===== DATA TO PROCESS

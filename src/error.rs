/// The main error type for Wayfarer operations
#[derive(Debug, thiserror::Error)]
pub enum WayfarerError {
    #[error("Not found: {0}")]
    NotFound(String),

    #[error("Bad request: {0}")]
    BadRequest(String),

    #[error("Unauthorized: {0}")]
    Unauthorized(String),

    #[error("Forbidden: {0}")]
    Forbidden(String),

    #[error("Conflict: {0}")]
    Conflict(String),

    #[error("Internal error: {0}")]
    Internal(String),

    #[error("Service unavailable: {0}")]
    ServiceUnavailable(String),

    #[error("Request timeout")]
    RequestTimeout,

    #[error(transparent)]
    Anyhow(#[from] anyhow::Error),
}

impl WayfarerError {
    pub fn not_found(msg: impl Into<String>) -> Self {
        Self::NotFound(msg.into())
    }

    pub fn bad_request(msg: impl Into<String>) -> Self {
        Self::BadRequest(msg.into())
    }

    pub fn unauthorized(msg: impl Into<String>) -> Self {
        Self::Unauthorized(msg.into())
    }

    pub fn forbidden(msg: impl Into<String>) -> Self {
        Self::Forbidden(msg.into())
    }

    pub fn conflict(msg: impl Into<String>) -> Self {
        Self::Conflict(msg.into())
    }

    pub fn internal(msg: impl Into<String>) -> Self {
        Self::Internal(msg.into())
    }

    pub fn service_unavailable(msg: impl Into<String>) -> Self {
        Self::ServiceUnavailable(msg.into())
    }

    pub fn request_timeout() -> Self {
        Self::RequestTimeout
    }

    /// Whether re-invoking the failed operation may succeed.
    ///
    /// Mutating subscription actions are never retried automatically;
    /// this only informs what the UI offers the user.
    #[must_use]
    pub fn is_retryable(&self) -> bool {
        matches!(
            self,
            Self::ServiceUnavailable(_) | Self::RequestTimeout
        )
    }
}

/// Result type alias for Wayfarer operations
pub type Result<T> = std::result::Result<T, WayfarerError>;

// Common error type conversions

impl From<serde_json::Error> for WayfarerError {
    fn from(err: serde_json::Error) -> Self {
        // Classify based on error category
        if err.is_data() || err.is_syntax() || err.is_eof() {
            WayfarerError::BadRequest(format!("JSON error: {}", err))
        } else {
            // IO errors are internal
            WayfarerError::Internal(format!("JSON serialization error: {}", err))
        }
    }
}

impl From<reqwest::Error> for WayfarerError {
    fn from(err: reqwest::Error) -> Self {
        if err.is_timeout() {
            WayfarerError::RequestTimeout
        } else if err.is_connect() {
            WayfarerError::ServiceUnavailable(format!("Connection error: {}", err))
        } else if err.is_status() {
            // Map HTTP status codes from the collaborator services
            if let Some(status) = err.status() {
                match status.as_u16() {
                    401 => WayfarerError::Unauthorized("Collaborator authentication failed".to_string()),
                    403 => WayfarerError::Forbidden("Collaborator access denied".to_string()),
                    404 => WayfarerError::NotFound("Collaborator resource not found".to_string()),
                    409 => WayfarerError::Conflict("Collaborator state conflict".to_string()),
                    503 => WayfarerError::ServiceUnavailable("Collaborator unavailable".to_string()),
                    _ => WayfarerError::Internal(format!("Collaborator error: {}", err)),
                }
            } else {
                WayfarerError::Internal(format!("HTTP error: {}", err))
            }
        } else {
            WayfarerError::Internal(format!("Request error: {}", err))
        }
    }
}

#[cfg(test)]
mod tests {
    use super::*;

    #[test]
    fn test_error_display() {
        let err = WayfarerError::not_found("Subscription");
        assert!(matches!(err, WayfarerError::NotFound(_)));
        assert_eq!(err.to_string(), "Not found: Subscription");

        let err = WayfarerError::conflict("cancellation already scheduled");
        assert_eq!(err.to_string(), "Conflict: cancellation already scheduled");

        let err = WayfarerError::request_timeout();
        assert_eq!(err.to_string(), "Request timeout");
    }

    #[test]
    fn test_retryable_classification() {
        assert!(WayfarerError::request_timeout().is_retryable());
        assert!(WayfarerError::service_unavailable("down").is_retryable());
        assert!(!WayfarerError::bad_request("nope").is_retryable());
        assert!(!WayfarerError::unauthorized("no token").is_retryable());
    }

    #[test]
    fn test_from_serde_json_syntax_error() {
        let result: std::result::Result<serde_json::Value, _> = serde_json::from_str("{ invalid }");
        let err: WayfarerError = result.unwrap_err().into();
        assert!(matches!(err, WayfarerError::BadRequest(_)));
        assert!(err.to_string().contains("JSON error"));
    }

    #[test]
    fn test_anyhow_error() {
        let err: WayfarerError = anyhow::anyhow!("something unexpected").into();
        assert!(matches!(err, WayfarerError::Anyhow(_)));
    }
}
//! View selection for the premium-access panel.
//!
//! A pure mapping from the classifier's output (plus the eligibility
//! verdict) to a view descriptor. The page layer renders the descriptor
//! verbatim; which actions are enabled is decided here and nowhere else.

use crate::subscription::lifecycle::{classify, LifecycleState};
use crate::subscription::record::{SubscriptionRecord, SubscriptionStatus};
use crate::subscription::refund::RefundEligibility;

/// Which panel card to render.
#[derive(Debug, Clone, Copy, PartialEq, Eq)]
pub enum ViewKind {
    /// Invitation to discover the premium plans.
    NoSubscription,
    /// Active-subscription management card.
    Active,
    /// Canceled but entitled until expiry.
    CanceledPendingExpiry,
    /// Refund processed, access revoked.
    Refunded,
    /// Entitlement lapsed.
    Expired,
    /// Diagnostic card for unrecognized states. Renders raw record
    /// fields; never crashes.
    Unexpected,
}

/// An action button the panel may offer.
#[derive(Debug, Clone, Copy, PartialEq, Eq)]
pub enum ActionKind {
    GoPremium,
    Cancel,
    Reactivate,
    ChangePlan,
    RequestRefund,
    Resubscribe,
    ViewPaymentHistory,
}

/// Everything the page layer needs to render the panel.
#[derive(Debug, Clone, PartialEq, Eq)]
pub struct PanelView {
    pub kind: ViewKind,
    /// Badge text next to the title, when the card carries one.
    pub badge: Option<&'static str>,
    /// Enabled actions, in display order.
    pub actions: Vec<ActionKind>,
}

/// Choose the panel view for a record and eligibility verdict.
///
/// Pure: recompute after every mutation, never cache across syncs.
#[must_use]
pub fn select_view(
    record: Option<&SubscriptionRecord>,
    eligibility: Option<&RefundEligibility>,
) -> PanelView {
    let refund_available = eligibility.map(|e| e.eligible).unwrap_or(false);

    match classify(record) {
        LifecycleState::NoSubscription => PanelView {
            kind: ViewKind::NoSubscription,
            badge: None,
            actions: vec![ActionKind::GoPremium],
        },
        LifecycleState::FullyActive => {
            let mut actions = vec![ActionKind::ChangePlan, ActionKind::Cancel];
            if refund_available {
                actions.push(ActionKind::RequestRefund);
            }
            PanelView {
                kind: ViewKind::Active,
                badge: Some("Active"),
                actions,
            }
        }
        LifecycleState::CanceledEndOfPeriod => {
            let mut actions = vec![ActionKind::Reactivate];
            if refund_available {
                actions.push(ActionKind::RequestRefund);
            }
            PanelView {
                kind: ViewKind::CanceledPendingExpiry,
                badge: Some("Expires soon"),
                actions,
            }
        }
        LifecycleState::CanceledImmediateRefunded => PanelView {
            kind: ViewKind::Refunded,
            badge: Some("Refunded"),
            actions: vec![ActionKind::Resubscribe, ActionKind::ViewPaymentHistory],
        },
        LifecycleState::Expired => PanelView {
            kind: ViewKind::Expired,
            badge: None,
            actions: vec![ActionKind::Resubscribe],
        },
        LifecycleState::Unexpected => PanelView {
            kind: ViewKind::Unexpected,
            badge: None,
            actions: Vec::new(),
        },
    }
}

/// One-line status summary for list rows and headers.
#[must_use]
pub fn status_line(record: Option<&SubscriptionRecord>, now: u64) -> String {
    let Some(record) = record else {
        return "No subscription".to_string();
    };

    match (record.status, record.is_active) {
        (SubscriptionStatus::Active, true) => "Active".to_string(),
        (SubscriptionStatus::Canceled, true) => match record.remaining_days(now) {
            Some(days) if days > 0 => {
                format!("Canceled (expires in {} day{})", days, if days > 1 { "s" } else { "" })
            }
            _ => "Canceled (expires soon)".to_string(),
        },
        (SubscriptionStatus::Canceled, false) => "Expired".to_string(),
        (status, _) => status.to_string(),
    }
}
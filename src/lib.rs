//! Wayfarer - premium membership core for a travel-planning client
//!
//! Wayfarer implements the subscription lifecycle and entitlement state
//! machine behind the premium-access management screen: classifying the
//! billing record into a canonical lifecycle state, gating every mutating
//! action behind that state, and keeping the cached authorization role in
//! lockstep with billing truth after each mutation.
//!
//! # Features
//!
//! - **Classification**: total, pure mapping of a subscription record to
//!   one of six lifecycle states
//! - **Action gating**: cancel / reactivate / change-plan / refund, each
//!   validated locally before any network call
//! - **Entitlement sync**: forced token refresh and record refetch after
//!   every mutation, so displayed permissions never lag billing
//! - **Collaborators**: billing and auth reached over REST, with mock
//!   clients for tests behind the `test-client` feature
//!
//! # Quick Start
//!
//! ```rust,ignore
//! use wayfarer::{ActionGateway, AuthorizationContext, Config, RecordStore, TokenStore};
//! use wayfarer::billing::HttpBillingClient;
//! use wayfarer::auth::HttpAuthClient;
//!
//! wayfarer::init_tracing();
//!
//! let config = Config::builder().from_env().build()?;
//! let tokens = TokenStore::new();
//! let billing = HttpBillingClient::new(&config, tokens.clone())?;
//! let auth = AuthorizationContext::new(HttpAuthClient::new(&config, tokens.clone())?);
//!
//! let gateway = ActionGateway::new(billing, auth, tokens, RecordStore::new(), &config);
//! let outcome = gateway.cancel(false).await?;
//! ```

#![allow(async_fn_in_trait)] // collaborator seams are generic, never boxed

pub mod auth;
pub mod billing;
mod config;
mod error;
pub mod subscription;

// Re-exports for public API
pub use auth::{AuthClient, AuthorizationContext, Profile, Role};
pub use auth::token::{AccessToken, TokenStore};
pub use billing::{BillingClient, RefundReceipt};
pub use config::{Config, ConfigBuilder};
pub use error::{Result, WayfarerError};
pub use subscription::gateway::{ActionGateway, ActionOutcome, CancelOutcome, RefundOutcome};
pub use subscription::lifecycle::{classify, LifecycleState};
pub use subscription::presentation::{select_view, status_line, ActionKind, PanelView, ViewKind};
pub use subscription::record::{CancelationType, Plan, SubscriptionRecord, SubscriptionStatus};
pub use subscription::refund::{check_eligibility, RefundEligibility};
pub use subscription::store::RecordStore;
pub use subscription::sync::{EntitlementSynchronizer, SyncOutcome};
pub use subscription::SubscriptionError;

use tracing_subscriber::{layer::SubscriberExt, util::SubscriberInitExt, EnvFilter};

/// Initialize tracing/logging with sensible defaults
///
/// Respects `RUST_LOG`, falling back to `info` for this crate and `warn`
/// for everything else.
pub fn init_tracing() {
    let filter = EnvFilter::try_from_default_env()
        .unwrap_or_else(|_| EnvFilter::new("warn,wayfarer=info"));

    tracing_subscriber::registry()
        .with(filter)
        .with(tracing_subscriber::fmt::layer())
        .init();
}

==========

GOAL OF THE EXERCISE
Copy each line above holding "derive".

TASK OUTPUT
#[derive(Debug, thiserror::Error)]
#[derive(Debug, Clone, Copy, PartialEq, Eq)]
#[derive(Debug, Clone, Copy, PartialEq, Eq)]
#[derive(Debug, Clone, PartialEq, Eq)]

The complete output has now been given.